Kinship. Sociobiologists see cooperation rooted in the concept of the "selfish gene." The closer two cooperators are related, the more of their offspring will survive. This kind of helpfulness -- based on the conception that the tendency to cooperate is inherited -- is described by H. Newcombe as working in "concentric circles.... `I against my brothers; I and my brothers against our cousins; my brothers and my cousins against outsiders'." It is "the basis of family solidarity, tribalism, patriotism and nationalism."

Reciprocity. The description of reciprocity is based on Axelrod's The Evolution of Cooperation, discussed in the preceding. Here, not the gene, but enlightened self-interest is described as the root of cooperation.

Contract. "Although cooperation can develop spontaneously by reciprocity...it is useful to legitimize it by explicit contract," Newcombe says and bases that part of her work on the views of Hobbes, Locke, Rousseau, and Rawls, all of whom used a "sociological fiction," the social contract, that would legitimize beneficial and punish detrimental behavior. Humans "`in the wild'" are either intent on continual mutual robbery [and] murder" (Hobbes) or they are trusting and cooperating "noble savages" (Rousseau). In either case they are "one and all" sensible enough to decide that "fairness" and "justice" ought to be institutionalized -- even before a government exists.

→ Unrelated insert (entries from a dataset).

/// Battery storage parameters.
///
/// A capacity of zero is accepted and models "no battery": the dispatch
/// simulator then leaves every interval untouched.
#[derive(Debug, Clone, PartialEq, Serialize, Deserialize)]
#[serde(default, deny_unknown_fields)]
pub struct BatteryConfig {
    /// Usable energy capacity (kWh).
    pub capacity_kwh: f64,
    /// Fraction of grid-side charging energy that ends up stored, in (0, 1].
    pub charge_efficiency: f64,
    /// Fraction of withdrawn energy that reaches the load, in (0, 1].
    pub discharge_efficiency: f64,
    /// Maximum charging power (kW).
    pub max_charge_rate_kw: f64,
    /// Maximum discharging power (kW).
    pub max_discharge_rate_kw: f64,
    /// Lower SoC bound, percent of capacity. Also the starting SoC.
    pub min_soc_percent: f64,
    /// Upper SoC bound, percent of capacity.
    pub max_soc_percent: f64,
    pub inverter_mode: InverterMode,
    /// Selects the default pricing tier.
    pub currency: Currency,
}

impl Default for BatteryConfig {
    fn default() -> Self {
        Self {
            capacity_kwh: 10.0,
            charge_efficiency: DEFAULT_CHARGE_EFFICIENCY,
            discharge_efficiency: DEFAULT_DISCHARGE_EFFICIENCY,
            max_charge_rate_kw: 5.0,
            max_discharge_rate_kw: 5.0,
            min_soc_percent: 10.0,
            max_soc_percent: 90.0,
            inverter_mode: InverterMode::Asymmetric,
            currency: Currency::Huf,
        }
    }
}

fn is_valid_efficiency(value: f64) -> bool {
    value > 0.0 && value <= 1.0
}

impl BatteryConfig {
    /// Assigns the charge efficiency, substituting [`DEFAULT_CHARGE_EFFICIENCY`]
    /// when `value` is outside (0, 1].
    ///
    /// Returns `false` if the value was rejected.
    pub fn set_charge_efficiency(&mut self, value: f64) -> bool {
        if is_valid_efficiency(value) {
            self.charge_efficiency = value;
            true
        } else {
            warn!(
                rejected = value,
                substituted = DEFAULT_CHARGE_EFFICIENCY,
                "charge efficiency outside (0, 1]"
            );
            self.charge_efficiency = DEFAULT_CHARGE_EFFICIENCY;
            false
        }
    }

    /// Assigns the discharge efficiency, substituting [`DEFAULT_DISCHARGE_EFFICIENCY`]
    /// when `value` is outside (0, 1].
    ///
    /// Returns `false` if the value was rejected.
    pub fn set_discharge_efficiency(&mut self, value: f64) -> bool {
        if is_valid_efficiency(value) {
            self.discharge_efficiency = value;
            true
        } else {
            warn!(
                rejected = value,
                substituted = DEFAULT_DISCHARGE_EFFICIENCY,
                "discharge efficiency outside (0, 1]"
            );
            self.discharge_efficiency = DEFAULT_DISCHARGE_EFFICIENCY;
            false
        }
    }

    /// Lower SoC bound in kWh.
    pub fn min_soc_kwh(&self) -> f64 {
        self.min_soc_percent / 100.0 * self.capacity_kwh
    }

    /// Upper SoC bound in kWh.
    pub fn max_soc_kwh(&self) -> f64 {
        self.max_soc_percent / 100.0 * self.capacity_kwh
    }

    /// Range checks for every field except the efficiencies, which self-heal.
    ///
    /// `section` prefixes the field paths of the returned errors.
    pub fn problems(&self, section: &str) -> Vec<ConfigError> {
        let mut errors = Vec::new();
        let field = |name: &str| format!("{section}.{name}");

        if !(self.capacity_kwh.is_finite() && self.capacity_kwh >= 0.0) {
            errors.push(ConfigError::new(field("capacity_kwh"), "must be a finite value >= 0"));
        }
        if !(self.max_charge_rate_kw.is_finite() && self.max_charge_rate_kw >= 0.0) {
            errors.push(ConfigError::new(
                field("max_charge_rate_kw"),
                "must be a finite value >= 0",
            ));
        }
        if !(self.max_discharge_rate_kw.is_finite() && self.max_discharge_rate_kw >= 0.0) {
            errors.push(ConfigError::new(
                field("max_discharge_rate_kw"),
                "must be a finite value >= 0",
            ));
        }
        if !(0.0..=100.0).contains(&self.min_soc_percent) {
            errors.push(ConfigError::new(field("min_soc_percent"), "must be in [0, 100]"));
        }
        if !(0.0..=100.0).contains(&self.max_soc_percent) {
            errors.push(ConfigError::new(field("max_soc_percent"), "must be in [0, 100]"));
        }
        if self.min_soc_percent >= self.max_soc_percent {
            errors.push(ConfigError::new(
                field("min_soc_percent"),
                format!("must be < {section}.max_soc_percent"),
            ));
        }

        errors
    }

    /// Applies the efficiency substitution policy and rejects any other
    /// out-of-range field.
    ///
    /// # Errors
    ///
    /// Returns [`SimError::InvalidConfig`] listing every violated constraint.
    pub fn validated(mut self) -> Result<Self, SimError> {
        let (charge, discharge) = (self.charge_efficiency, self.discharge_efficiency);
        self.set_charge_efficiency(charge);
        self.set_discharge_efficiency(discharge);

        let errors = self.problems("battery");
        if errors.is_empty() {
            Ok(self)
        } else {
            Err(SimError::InvalidConfig(errors))
        }
    }
}

/// Checks that `records` are strictly ascending.
///
/// Steps that differ from the configured cadence are only reported through
/// the log: the upstream merger is expected to gap-fill.
///
/// # Errors
///
/// Returns [`SimError::UnorderedRecords`] at the first timestamp that does not
/// strictly follow its predecessor.
pub fn check_sequence(records: &[IntervalRecord], config: &SimConfig) -> Result<(), SimError> {
    let expected_ms = config.interval().num_milliseconds();
    let mut irregular = 0_usize;

    for (index, pair) in records.windows(2).enumerate() {
        let (previous, current) = (&pair[0], &pair[1]);
        if current.timestamp_ms <= previous.timestamp_ms {
            return Err(SimError::UnorderedRecords {
                index: index + 1,
                previous: previous.timestamp,
                current: current.timestamp,
            });
        }
        if current.timestamp_ms - previous.timestamp_ms != expected_ms {
            irregular += 1;
        }
    }

    if irregular > 0 {
        warn!(
            irregular,
            interval_minutes = config.interval_minutes,
            "input cadence differs from the configured interval"
        );
    }
    Ok(())
}

#[cfg(test)]
mod tests {
    use chrono::TimeZone;

    use super::*;

    fn at(minute: i64) -> DateTime<FixedOffset> {
        let offset = FixedOffset::east_opt(3600).unwrap();
        offset.with_ymd_and_hms(2025, 6, 1, 0, 0, 0).unwrap() + TimeDelta::minutes(minute)
    }

    #[test]
    fn sim_config_quarter_hour() {
        let cfg = SimConfig::default();
        assert_eq!(cfg.interval_minutes, 15);
        assert_eq!(cfg.dt_hours, 0.25);
        assert_eq!(cfg.interval(), TimeDelta::minutes(15));
    }

    #[test]
    fn sim_config_hourly() {
        let cfg = SimConfig::new(60);
        assert_eq!(cfg.dt_hours, 1.0);
        assert_eq!(cfg.steps_per_day(), 24);
    }

    #[test]
    #[should_panic]
    fn sim_config_zero_interval_panics() {
        SimConfig::new(0);
    }

    #[test]
    fn record_keeps_epoch_millis() {
        let r = IntervalRecord::new(at(15), 1.0, 0.0, 0.0);
        assert_eq!(r.timestamp_ms, at(0).timestamp_millis() + 15 * 60 * 1000);
    }

    #[test]
    fn invalid_efficiency_is_substituted() {
        let mut cfg = BatteryConfig::default();
        assert!(!cfg.set_charge_efficiency(1.2));
        assert_eq!(cfg.charge_efficiency, DEFAULT_CHARGE_EFFICIENCY);
        assert!(!cfg.set_discharge_efficiency(0.0));
        assert_eq!(cfg.discharge_efficiency, DEFAULT_DISCHARGE_EFFICIENCY);
        assert!(cfg.set_charge_efficiency(1.0));
        assert_eq!(cfg.charge_efficiency, 1.0);
    }

    #[test]
    fn validated_heals_efficiency_but_rejects_soc_window() {
        let cfg = BatteryConfig {
            charge_efficiency: -0.5,
            discharge_efficiency: f64::NAN,
            ..BatteryConfig::default()
        };
        let healed = cfg.validated().unwrap();
        assert_eq!(healed.charge_efficiency, DEFAULT_CHARGE_EFFICIENCY);
        assert_eq!(healed.discharge_efficiency, DEFAULT_DISCHARGE_EFFICIENCY);

        let broken = BatteryConfig {
            min_soc_percent: 80.0,
            max_soc_percent: 20.0,
            ..BatteryConfig::default()
        };
        match broken.validated() {
            Err(SimError::InvalidConfig(errors)) => {
                assert!(errors.iter().any(|e| e.field == "battery.min_soc_percent"));
            }
            other => panic!("expected InvalidConfig, got {other:?}"),
        }
    }

    #[test]
    fn zero_capacity_is_allowed() {
        let cfg = BatteryConfig {
            capacity_kwh: 0.0,
            ..BatteryConfig::default()
        };
        assert!(cfg.problems("battery").is_empty());
        assert_eq!(cfg.max_soc_kwh(), 0.0);
    }

    #[test]
    fn negative_rates_are_rejected() {
        let cfg = BatteryConfig {
            max_charge_rate_kw: -1.0,
            ..BatteryConfig::default()
        };
        let errors = cfg.problems("battery");
        assert_eq!(errors.len(), 1);
        assert_eq!(errors[0].field, "battery.max_charge_rate_kw");
    }

    #[test]
    fn check_sequence_accepts_ascending() {
        let records: Vec<_> = (0..4)
            .map(|i| IntervalRecord::new(at(i * 15), 0.0, 0.0, 0.0))
            .collect();
        assert!(check_sequence(&records, &SimConfig::default()).is_ok());
    }

    #[test]
    fn check_sequence_rejects_duplicates() {
        let records = vec![
            IntervalRecord::new(at(0), 0.0, 0.0, 0.0),
            IntervalRecord::new(at(15), 0.0, 0.0, 0.0),
            IntervalRecord::new(at(15), 0.0, 0.0, 0.0),
        ];
        let err = check_sequence(&records, &SimConfig::default());
        assert!(matches!(err, Err(SimError::UnorderedRecords { index: 2, .. })));
    }

    #[test]
    fn check_sequence_tolerates_gaps() {
        let records = vec![
            IntervalRecord::new(at(0), 0.0, 0.0, 0.0),
            IntervalRecord::new(at(45), 0.0, 0.0, 0.0),
        ];
        assert!(check_sequence(&records, &SimConfig::default()).is_ok());
    }

    #[test]
    fn simulated_record_display_does_not_panic() {
        let r = SimulatedIntervalRecord {
            interval: IntervalRecord::new(at(0), 3.0, 0.0, 0.5),
            battery_soc_kwh: 1.2,
            battery_soc_percent: 12.0,
            battery_charge_kw: 2.0,
            battery_discharge_kw: 0.0,
            battery_loss_kw: 0.08,
            grid_import_with_battery: 0.0,
            grid_export_with_battery: 0.0,
        };
        assert!(!format!("{r}").is_empty());
    }
}
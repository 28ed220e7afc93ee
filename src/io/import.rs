//! CSV import of aligned, gap-filled metered intervals.
//!
//! Expected columns: `timestamp` (RFC 3339), `production_kw`, `import_kwh`,
//! `export_kwh`. Extra columns are ignored.

use std::fs::File;
use std::io::Read;
use std::path::Path;

use chrono::DateTime;
use serde::Deserialize;
use tracing::debug;

use crate::error::SimError;
use crate::sim::types::IntervalRecord;

#[derive(Debug, Deserialize)]
struct Row {
    timestamp: String,
    production_kw: f64,
    import_kwh: f64,
    export_kwh: f64,
}

impl Row {
    fn into_record(self, line: u64) -> Result<IntervalRecord, SimError> {
        let malformed = |message: String| SimError::MalformedRecord { line, message };

        let timestamp = DateTime::parse_from_rfc3339(self.timestamp.trim())
            .map_err(|e| malformed(format!("timestamp \"{}\": {e}", self.timestamp)))?;

        for (name, value) in [
            ("production_kw", self.production_kw),
            ("import_kwh", self.import_kwh),
            ("export_kwh", self.export_kwh),
        ] {
            if !(value.is_finite() && value >= 0.0) {
                return Err(malformed(format!("{name} must be a finite value >= 0, got {value}")));
            }
        }

        Ok(IntervalRecord::new(
            timestamp,
            self.production_kw,
            self.import_kwh,
            self.export_kwh,
        ))
    }
}

/// Reads interval records from a CSV file.
///
/// # Errors
///
/// Returns [`SimError::Io`] if the file cannot be opened, otherwise see
/// [`read_csv`].
pub fn import_csv(path: &Path) -> Result<Vec<IntervalRecord>, SimError> {
    let file = File::open(path)?;
    let records = read_csv(file)?;
    debug!(path = %path.display(), intervals = records.len(), "imported intervals");
    Ok(records)
}

/// Reads interval records from any CSV source with a header row.
///
/// Ordering is not checked here; the engine does that before simulating.
///
/// # Errors
///
/// Returns [`SimError::MalformedRecord`] with the 1-based line number for a
/// row with a bad timestamp, a missing or non-numeric value, or a negative
/// energy, and [`SimError::Csv`] for structural CSV failures.
pub fn read_csv(reader: impl Read) -> Result<Vec<IntervalRecord>, SimError> {
    let mut rdr = csv::ReaderBuilder::new().trim(csv::Trim::All).from_reader(reader);
    let headers = rdr.headers()?.clone();

    let mut records = Vec::new();
    for result in rdr.records() {
        let raw = result?;
        let line = raw.position().map_or(0, csv::Position::line);
        let row: Row = raw
            .deserialize(Some(&headers))
            .map_err(|e| SimError::MalformedRecord {
                line,
                message: e.to_string(),
            })?;
        records.push(row.into_record(line)?);
    }
    Ok(records)
}

#[cfg(test)]
mod tests {
    use super::*;

    const SAMPLE: &str = "\
timestamp,production_kw,import_kwh,export_kwh
2025-06-01T10:00:00+02:00,8.0,0.0,2.0
2025-06-01T10:15:00+02:00,0.0,0.4,0.0
";

    #[test]
    fn parses_well_formed_rows() {
        let records = read_csv(SAMPLE.as_bytes()).unwrap();
        assert_eq!(records.len(), 2);
        assert_eq!(records[0].production_kw, 8.0);
        assert_eq!(records[0].export_kwh, 2.0);
        assert_eq!(records[1].import_kwh, 0.4);
        assert_eq!(records[1].timestamp_ms - records[0].timestamp_ms, 15 * 60 * 1000);
        assert_eq!(records[0].timestamp.offset().local_minus_utc(), 7200);
    }

    #[test]
    fn extra_columns_and_padding_are_tolerated() {
        let csv = "\
note, timestamp ,production_kw,import_kwh,export_kwh
a, 2025-06-01T10:00:00Z , 1.5 , 0.1 , 0
";
        let records = read_csv(csv.as_bytes()).unwrap();
        assert_eq!(records[0].production_kw, 1.5);
    }

    #[test]
    fn bad_timestamp_reports_line() {
        let csv = "\
timestamp,production_kw,import_kwh,export_kwh
2025-06-01T10:00:00Z,1,0,0
yesterday,1,0,0
";
        let err = read_csv(csv.as_bytes()).unwrap_err();
        match err {
            SimError::MalformedRecord { line, message } => {
                assert_eq!(line, 3);
                assert!(message.contains("yesterday"));
            }
            other => panic!("unexpected error: {other}"),
        }
    }

    #[test]
    fn negative_energy_is_rejected() {
        let csv = "\
timestamp,production_kw,import_kwh,export_kwh
2025-06-01T10:00:00Z,1,-0.5,0
";
        let err = read_csv(csv.as_bytes()).unwrap_err();
        assert!(matches!(err, SimError::MalformedRecord { line: 2, .. }));
    }

    #[test]
    fn non_numeric_value_is_malformed() {
        let csv = "\
timestamp,production_kw,import_kwh,export_kwh
2025-06-01T10:00:00Z,lots,0,0
";
        let err = read_csv(csv.as_bytes()).unwrap_err();
        assert!(matches!(err, SimError::MalformedRecord { line: 2, .. }));
    }

    #[test]
    fn header_only_is_empty() {
        let header = "timestamp,production_kw,import_kwh,export_kwh\n";
        let records = read_csv(header.as_bytes()).unwrap();
        assert!(records.is_empty());
    }

    #[test]
    fn missing_file_is_io_error() {
        let dir = tempfile::tempdir().unwrap();
        let err = import_csv(&dir.path().join("nope.csv")).unwrap_err();
        assert!(matches!(err, SimError::Io(_)));
    }
}
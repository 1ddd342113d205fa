//! Prelude for common imports used throughout all tvlink crates

pub use crate::error::{Error, Result, ResultExt};
pub use tracing::{debug, error, info, trace, warn};
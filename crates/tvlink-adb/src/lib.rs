//! # tvlink-adb - adb Process Management
//!
//! Runs `adb` as a child process, turns its output into typed facts, and keeps
//! the adb session to a device address alive. Also sends wake-on-LAN packets,
//! the only way to power on a TV whose adb daemon is asleep.
//!
//! Depends on [`tvlink_core`] for domain types and error handling.
//!
//! ## Public API
//!
//! ### Execution
//! - [`CommandRunner`] - Run an [`AdbCommand`] with a timeout
//! - [`AdbRunner`] - Runner backed by the local adb executable
//! - [`AdbTool`] - Locate adb on `PATH` or in the Android SDK
//!
//! ### Output Parsing
//! - [`parse_power()`] - Screen power from `dumpsys power`
//! - [`parse_focused_source()`] - Focused package from `dumpsys window`
//! - [`parse_product_info()`] - Model, manufacturer and serial from `getprop`
//! - [`parse_device_list()`] - Entries of `adb devices`
//!
//! ### Connection
//! - [`ConnectionManager`] - Connect, reset and adopt adb sessions
//!
//! ### Wake-on-LAN
//! - [`WakeOnLan`], [`UdpWakeOnLan`] - Magic packet delivery

pub mod commands;
pub mod connection;
pub mod output;
pub mod runner;
#[cfg(any(test, feature = "test-helpers"))]
pub mod test_utils;
pub mod tool;
pub mod wol;

pub use commands::{
    AdbCommand, FOCUSED_WINDOW_QUERY, KEYCODE_SLEEP, KEYCODE_WAKEUP, POWER_STATE_QUERY,
    PRODUCT_INFO_QUERY,
};
pub use connection::{classify_connect_output, ConnectOutcome, ConnectionManager};
pub use output::{
    parse_device_list, parse_focused_source, parse_power, parse_product_info, DeviceEntry,
    DeviceEntryState, FocusedApp, DEFAULT_LAUNCHER_ACTIVITIES,
};
pub use runner::{AdbRunner, CommandRunner, LocalCommandRunner, DEFAULT_COMMAND_TIMEOUT};
pub use tool::AdbTool;
pub use wol::{magic_packet, LocalWakeOnLan, UdpWakeOnLan, WakeOnLan, DEFAULT_WOL_TARGET};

H. Newcombe inserts here some very thorough thoughts. It was Rousseau's ideal of the good in human nature, she notes, which led to the execution of dissenters and to the terror of the French revolution -- and the same was repeated in the Russian revolution. "I have some doubts," she writes, "that the terror in both cases was the result of the depravity or fanaticism of one man, Robespierre or Stalin; it is more likely that the fault lies in the ideology itself, and the fanaticism it arouses."

One version of the contract (Rawls'), however, recommends the maximization of individual freedom, as long as it does not interfere with the freedom of others (as recommended by Mill) and is promoted by Newcombe -- except that she deplores the absence of environmental consciousness. She also questions the assumption that growth beyond a certain point produces more happiness.

Utility. Here, H. Newcombe says, the boundary is crossed between theories based on selfishness and those based on ethical considerations. And why, she asks, should we consider interests of others for their own sake? -- Her strong feeling that this is right is explained by the thought that all people consist, mentally and spiritually, of the same essence - her Principle of the Shared Essence (PSE).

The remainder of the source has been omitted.